Keywords: Cover factor, Fabric construction, Weave plan.

CHAPTER 1

1.0 Introduction

1.1 Introduction and Research Background
The weaving is a process of formation of fabric with interlacement of two or more sets of yarns using a stable machine called loom. It is still not certain when the weaving process was introduced to human society. Except few activities elsewhere, the major developments in textile took place in England. In England the major shift from agriculture to woolen industry came in the 14th century. During all these years and a few hundred years after 14th century, the cloth was produced on hand-looms which were not equipped with fly shuttle.

In 1733, John Kay invented the fly shuttle which enabled weft to be inserted more rapidly. Edmund Cart Wright, an English clergy man, invented a so called power loom which could be operated from a single point by two strong man.
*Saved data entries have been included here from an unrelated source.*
use axum::{
    Json, Router,
    extract::{Path, Query, State},
    routing::get,
};
use uuid::Uuid;

use crate::{
    dto::meals::{CategoryList, CreateMealRequest, MealList, UpdateMealRequest},
    error::AppResult,
    middleware::auth::AuthUser,
    models::Meal,
    response::ApiResponse,
    routes::params::{MealQuery, PopularQuery},
    services::meal_service,
    state::AppState,
};

pub fn router() -> Router<AppState> {
    Router::new()
        .route("/", get(list_meals).post(create_meal))
        .route("/categories", get(list_categories))
        .route("/popular", get(popular_meals))
        .route(
            "/{id}",
            get(get_meal).put(update_meal).delete(delete_meal),
        )
}

#[utoipa::path(
    get,
    path = "/api/meals",
    params(
        ("page" = Option<i64>, Query, description = "Page number, default 1"),
        ("per_page" = Option<i64>, Query, description = "Items per page, default 20"),
        ("q" = Option<String>, Query, description = "Search in name and description"),
        ("category" = Option<String>, Query, description = "Filter by category")
    ),
    responses(
        (status = 200, description = "List meals", body = ApiResponse<MealList>)
    ),
    tag = "Meals"
)]
pub async fn list_meals(
    State(state): State<AppState>,
    Query(query): Query<MealQuery>,
) -> AppResult<Json<ApiResponse<MealList>>> {
    let response = meal_service::list_meals(&state, query).await?;
    Ok(Json(response))
}

#[utoipa::path(
    get,
    path = "/api/meals/categories",
    responses(
        (status = 200, description = "Distinct category tags", body = ApiResponse<CategoryList>)
    ),
    tag = "Meals"
)]
pub async fn list_categories(
    State(state): State<AppState>,
) -> AppResult<Json<ApiResponse<CategoryList>>> {
    let response = meal_service::list_categories(&state).await?;
    Ok(Json(response))
}

#[utoipa::path(
    get,
    path = "/api/meals/popular",
    params(
        ("limit" = Option<u64>, Query, description = "How many meals, default 8")
    ),
    responses(
        (status = 200, description = "Popular meals for the home page", body = ApiResponse<MealList>)
    ),
    tag = "Meals"
)]
pub async fn popular_meals(
    State(state): State<AppState>,
    Query(query): Query<PopularQuery>,
) -> AppResult<Json<ApiResponse<MealList>>> {
    let response = meal_service::popular_meals(&state, query.limit.unwrap_or(8)).await?;
    Ok(Json(response))
}

#[utoipa::path(
    get,
    path = "/api/meals/{id}",
    params(
        ("id" = Uuid, Path, description = "Meal ID")
    ),
    responses(
        (status = 200, description = "Meal", body = ApiResponse<Meal>),
        (status = 404, description = "Meal not found"),
    ),
    tag = "Meals"
)]
pub async fn get_meal(
    State(state): State<AppState>,
    Path(id): Path<Uuid>,
) -> AppResult<Json<ApiResponse<Meal>>> {
    let response = meal_service::get_meal(&state, id).await?;
    Ok(Json(response))
}

#[utoipa::path(
    post,
    path = "/api/meals",
    request_body = CreateMealRequest,
    responses(
        (status = 200, description = "Create a meal owned by the current user", body = ApiResponse<Meal>),
        (status = 400, description = "Validation failed"),
    ),
    security(("bearer_auth" = [])),
    tag = "Meals"
)]
pub async fn create_meal(
    State(state): State<AppState>,
    user: AuthUser,
    Json(payload): Json<CreateMealRequest>,
) -> AppResult<Json<ApiResponse<Meal>>> {
    let response = meal_service::create_meal(&state, &user, payload).await?;
    Ok(Json(response))
}

#[utoipa::path(
    put,
    path = "/api/meals/{id}",
    params(
        ("id" = Uuid, Path, description = "Meal ID")
    ),
    request_body = UpdateMealRequest,
    responses(
        (status = 200, description = "Update an owned meal", body = ApiResponse<Meal>),
        (status = 403, description = "Not the meal's owner"),
        (status = 404, description = "Meal not found"),
    ),
    security(("bearer_auth" = [])),
    tag = "Meals"
)]
pub async fn update_meal(
    State(state): State<AppState>,
    user: AuthUser,
    Path(id): Path<Uuid>,
    Json(payload): Json<UpdateMealRequest>,
) -> AppResult<Json<ApiResponse<Meal>>> {
    let response = meal_service::update_meal(&state, &user, id, payload).await?;
    Ok(Json(response))
}

#[utoipa::path(
    delete,
    path = "/api/meals/{id}",
    params(
        ("id" = Uuid, Path, description = "Meal ID")
    ),
    responses(
        (status = 200, description = "Delete an owned meal", body = ApiResponse<serde_json::Value>),
        (status = 403, description = "Not the meal's owner"),
        (status = 404, description = "Meal not found"),
    ),
    security(("bearer_auth" = [])),
    tag = "Meals"
)]
pub async fn delete_meal(
    State(state): State<AppState>,
    user: AuthUser,
    Path(id): Path<Uuid>,
) -> AppResult<Json<ApiResponse<serde_json::Value>>> {
    let response = meal_service::delete_meal(&state, &user, id).await?;
    Ok(Json(response))
}
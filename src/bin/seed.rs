use argon2::{
    Argon2, PasswordHasher,
    password_hash::{rand_core::OsRng, SaltString},
};
use axum_food_delivery_api::{config::AppConfig, db::create_pool};
use uuid::Uuid;

#[tokio::main]
async fn main() -> anyhow::Result<()> {
    dotenvy::dotenv().ok();
    let config = AppConfig::from_env()?;

    let pool = create_pool(&config.database_url).await?;
    // Ensure migrations are applied.
    sqlx::migrate!("./migrations").run(&pool).await?;

    let admin_id = ensure_user(&pool, "admin", "admin@example.com", "admin123", "admin").await?;
    let cook_id = ensure_user(&pool, "cook", "cook@example.com", "cook123", "user").await?;
    let user_id = ensure_user(&pool, "hungry", "user@example.com", "user123", "user").await?;
    seed_meals(&pool, cook_id).await?;

    println!("Seed completed. Admin ID: {admin_id}, Cook ID: {cook_id}, User ID: {user_id}");
    Ok(())
}

async fn ensure_user(
    pool: &sqlx::PgPool,
    username: &str,
    email: &str,
    password: &str,
    role: &str,
) -> anyhow::Result<Uuid> {
    let salt = SaltString::generate(&mut OsRng);
    let argon2 = Argon2::default();
    let password_hash = argon2
        .hash_password(password.as_bytes(), &salt)
        .map_err(|e| anyhow::anyhow!(e.to_string()))?
        .to_string();

    let row: Option<(Uuid,)> = sqlx::query_as(
        r#"
        INSERT INTO users (id, username, email, password_hash, role)
        VALUES ($1, $2, $3, $4, $5)
        ON CONFLICT (email) DO UPDATE SET role = EXCLUDED.role
        RETURNING id
        "#,
    )
    .bind(Uuid::new_v4())
    .bind(username)
    .bind(email)
    .bind(password_hash)
    .bind(role)
    .fetch_optional(pool)
    .await?;

    // If user already exists, fetch id
    let user_id = match row {
        Some((id,)) => id,
        None => {
            let existing: (Uuid,) = sqlx::query_as("SELECT id FROM users WHERE email = $1")
                .bind(email)
                .fetch_one(pool)
                .await?;
            existing.0
        }
    };

    println!("Ensured user {username} <{email}> (role={role})");
    Ok(user_id)
}

async fn seed_meals(pool: &sqlx::PgPool, seller_id: Uuid) -> anyhow::Result<()> {
    let meals = vec![
        (
            "Margherita Pizza",
            "Tomato, mozzarella and basil",
            "pizza",
            12000,
        ),
        (
            "Koshari",
            "Rice, lentils and pasta with spiced tomato sauce",
            "main",
            9000,
        ),
        ("Chicken Shawarma", "Wrap with garlic sauce", "main", 8500),
        ("Lentil Soup", "Slow-cooked with cumin", "starter", 4500),
        ("Baklava", "Layered pastry with pistachio", "dessert", 5000),
    ];

    for (name, desc, category, price) in meals {
        let exists: Option<(Uuid,)> =
            sqlx::query_as("SELECT id FROM meals WHERE name = $1 AND user_id = $2")
                .bind(name)
                .bind(seller_id)
                .fetch_optional(pool)
                .await?;
        if exists.is_some() {
            continue;
        }

        sqlx::query(
            r#"
            INSERT INTO meals (id, name, description, price, category, user_id)
            VALUES ($1, $2, $3, $4, $5, $6)
            "#,
        )
        .bind(Uuid::new_v4())
        .bind(name)
        .bind(desc)
        .bind(price as i64)
        .bind(category)
        .bind(seller_id)
        .execute(pool)
        .await?;
    }

    println!("Seeded meals");
    Ok(())
}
Fortunately steam power was available by 1765. Soon power looms were driven by steam and most of the wooden parts were replaced with iron. These looms then were stopped every few minutes in order to replace the empty weft pirns or cop in the shuttle and this limited the number of looms, a weaver could operate to about four. James Northrop, an English man invented an automatic weft transfer system which replaced the weft pirn in the shuttle without slowing or stopping the loom in 1889.

Similar developments took place elsewhere also, Ruti, a major loom maker of Switzerland manufactured automatic bobbin changing Northrop loom in 1898. After World War II, more productivity and efficiency were essential to overcome increasing labour costs in Western countries. Limitations of Shuttle Looms, relative terms should be considered and efficiencies in loom with conventional picking, productivity of these machines will continue to be limited as long as their fundamental constructions involved the use of shuttle propulsion. It is known that the power required for picking is proportional to the cube of the loom speed. If the loom speed is increased from 200 to 300 picks per minute, the power requirement would increase by a factor of (3/2) 3 i.e. 3.4 times approximately.

The emphasis on productivity and quality has developed the weaving technology very much and as a result the working hours required to weave fabric from loom have been reduced from about 20 to 0.25 during the last 125 years, and in the last 50 years there has been a reduction of 95% in operative hours per standard unit produced.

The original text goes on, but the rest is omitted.